Additional General Obligations. The Borrower undertakes to take at own expense on request of any Party of Financing any actions and to sign any documents and undertakes to procure that any Affiliated Company of the Borrower at own expense take any actions and sign any documents necessary to provide the validity and proper execution of the Financial Documents.
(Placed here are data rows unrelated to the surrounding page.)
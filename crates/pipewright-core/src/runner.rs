//! Sequential step runner.

use chrono::{DateTime, Utc};
use serde::{Deserialize, Serialize};
use std::sync::Arc;
use tracing::{info, warn};

use crate::container::ContainerClient;
use crate::pipeline::Pipeline;
use crate::session::Session;
use crate::step::{Step, StepContext};
use crate::Result;

/// What happened to one step.
#[derive(Debug, Clone, PartialEq, Eq, Serialize, Deserialize)]
pub enum StepOutcome {
    Passed,
    Failed { message: String },
    /// Not run because an earlier step failed.
    Skipped,
}

#[derive(Debug, Clone, Serialize, Deserialize)]
pub struct StepReport {
    pub id: String,
    pub name: String,
    pub outcome: StepOutcome,
}

/// Result of running a pipeline.
#[derive(Debug, Clone, Serialize, Deserialize)]
pub struct RunReport {
    pub steps: Vec<StepReport>,
    pub after_steps: Vec<StepReport>,
    /// Whether every main step passed.
    pub success: bool,
    /// Whether every after-step passed.
    pub after_success: bool,
    pub started_at: DateTime<Utc>,
    pub finished_at: DateTime<Utc>,
}

/// Runs a pipeline's steps one at a time in a session container.
pub struct PipelineRunner {
    client: Arc<dyn ContainerClient>,
}

impl PipelineRunner {
    pub fn new(client: Arc<dyn ContainerClient>) -> Self {
        Self { client }
    }

    /// Initialize every step, run the main steps until one fails, then run
    /// the after-steps with the main result available.
    ///
    /// Step failures are recorded in the report; only initialization errors
    /// are returned.
    pub async fn run(&self, pipeline: &Pipeline, session: &Session) -> Result<RunReport> {
        let started_at = Utc::now();
        for step in pipeline.steps().iter().chain(pipeline.after_steps()) {
            step.init_env(pipeline.env())?;
        }

        let mut ctx = StepContext {
            client: self.client.as_ref(),
            session,
            env: pipeline.env(),
            options: pipeline.options(),
            main_passed: None,
        };

        info!(kind = %pipeline.kind(), container = %session, "Running steps");
        let (steps, success) = run_sequence(pipeline.steps(), &ctx).await;

        ctx.main_passed = Some(success);
        info!(kind = %pipeline.kind(), success, "Running after-steps");
        let (after_steps, after_success) = run_sequence(pipeline.after_steps(), &ctx).await;

        Ok(RunReport {
            steps,
            after_steps,
            success,
            after_success,
            started_at,
            finished_at: Utc::now(),
        })
    }
}

async fn run_sequence(steps: &[Arc<dyn Step>], ctx: &StepContext<'_>) -> (Vec<StepReport>, bool) {
    let mut reports = Vec::with_capacity(steps.len());
    let mut passed = true;

    for step in steps {
        let outcome = if !passed {
            StepOutcome::Skipped
        } else {
            info!(step = %step.name(), "Step started");
            match step.execute(ctx).await {
                Ok(()) => {
                    info!(step = %step.name(), "Step passed");
                    StepOutcome::Passed
                }
                Err(e) => {
                    warn!(step = %step.name(), error = %e, "Step failed");
                    passed = false;
                    StepOutcome::Failed {
                        message: e.to_string(),
                    }
                }
            }
        };
        reports.push(StepReport {
            id: step.id().to_string(),
            name: step.name().to_string(),
            outcome,
        });
    }

    (reports, passed)
}
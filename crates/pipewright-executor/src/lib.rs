//! Container backends for Pipewright.
//!
//! Provides:
//! - [`DockerClient`]: session containers on the local Docker daemon
//! - [`Artificer`]: copies archives out of session containers

pub mod artificer;
pub mod docker;

pub use artificer::Artificer;
pub use docker::DockerClient;
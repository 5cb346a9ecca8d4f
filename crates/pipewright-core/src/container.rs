//! Container client trait and its request/response types.
//!
//! The client is the only way the core touches a container: steps run
//! commands and push images through it, and the artificer downloads archives
//! through it.

use async_trait::async_trait;
use bytes::Bytes;
use futures::stream::BoxStream;
use serde::{Deserialize, Serialize};
use std::fmt;

use crate::Result;

/// A command to run inside a session container.
#[derive(Debug, Clone, Default, Serialize, Deserialize)]
pub struct ExecSpec {
    /// Command and arguments.
    pub cmd: Vec<String>,
    /// `NAME=value` environment entries.
    pub env: Vec<String>,
    /// Working directory inside the container.
    pub working_dir: Option<String>,
}

/// Outcome of an exec.
#[derive(Debug, Clone, Serialize, Deserialize)]
pub struct ExecResult {
    /// Exit code if the runtime reported one.
    pub exit_code: Option<i64>,
    pub output: Vec<LogLine>,
}

impl ExecResult {
    pub fn success(&self) -> bool {
        self.exit_code == Some(0)
    }
}

/// A line of output from an exec.
#[derive(Debug, Clone, Serialize, Deserialize)]
pub struct LogLine {
    pub stream: LogStream,
    pub content: String,
}

#[derive(Debug, Clone, Copy, PartialEq, Eq, Serialize, Deserialize)]
pub enum LogStream {
    Stdout,
    Stderr,
}

/// An image name split into repository and tag.
#[derive(Debug, Clone, PartialEq, Eq, Serialize, Deserialize)]
pub struct ImageRef {
    pub repository: String,
    pub tag: String,
}

impl fmt::Display for ImageRef {
    fn fmt(&self, f: &mut fmt::Formatter<'_>) -> fmt::Result {
        write!(f, "{}:{}", self.repository, self.tag)
    }
}

/// Credentials for pushing to a registry.
#[derive(Clone, PartialEq, Eq)]
pub struct RegistryCredentials {
    pub username: String,
    pub password: String,
    /// Registry address; the runtime default when unset.
    pub registry: Option<String>,
}

impl fmt::Debug for RegistryCredentials {
    fn fmt(&self, f: &mut fmt::Formatter<'_>) -> fmt::Result {
        f.debug_struct("RegistryCredentials")
            .field("username", &self.username)
            .field("password", &"<hidden>")
            .field("registry", &self.registry)
            .finish()
    }
}

/// Stream of raw tar archive chunks.
pub type TarStream = BoxStream<'static, Result<Bytes>>;

/// Trait for container runtimes.
#[async_trait]
pub trait ContainerClient: Send + Sync {
    /// Check that the runtime is reachable.
    async fn ping(&self) -> Result<()>;

    /// Run a command in a container and wait for it to finish.
    async fn exec(&self, container_id: &str, spec: ExecSpec) -> Result<ExecResult>;

    /// Stream a tar archive of `path` inside the container.
    ///
    /// A missing container or path is an [`Error::Extraction`](crate::Error).
    async fn download(&self, container_id: &str, path: &str) -> Result<TarStream>;

    /// Commit the container's filesystem as `image`.
    async fn commit(&self, container_id: &str, image: &ImageRef, message: &str) -> Result<()>;

    /// Push `image` to its registry.
    async fn push(
        &self,
        image: &ImageRef,
        credentials: Option<&RegistryCredentials>,
    ) -> Result<()>;
}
In particular, the Borrower undertakes to provide on request of the Credit Agent conclusion at his own expense of: (a) new Agreements on Issue of the Independent Warranty with the Creditors and issue of new Independent Warranties in favor of Creditors (on the conditions identical to the conditions of existing Agreements on Issue of the Independent Warranty and Independent Warranties); and (b) supplementary Agreements to the Agreement of Pledge of the Borrower and Agreement of Pledge of Headhunter (on the conditions, acceptable for the Creditors), as well as commission of all actions required to provide the validity of such Agreements in case of acquisition by any Creditor (other than the Creditors who are the party of the existing Agreements on Issue of the Independent Warranty, Agreement of Pledge of the Borrower and Agreement of Pledge of Headhunter) of the rights (to claim) against the Borrower and (or) obligations in respect of Credit granting in compliance with provisions of the Article 22.2 (Assignment of the rights and transfer of obligations by Creditors).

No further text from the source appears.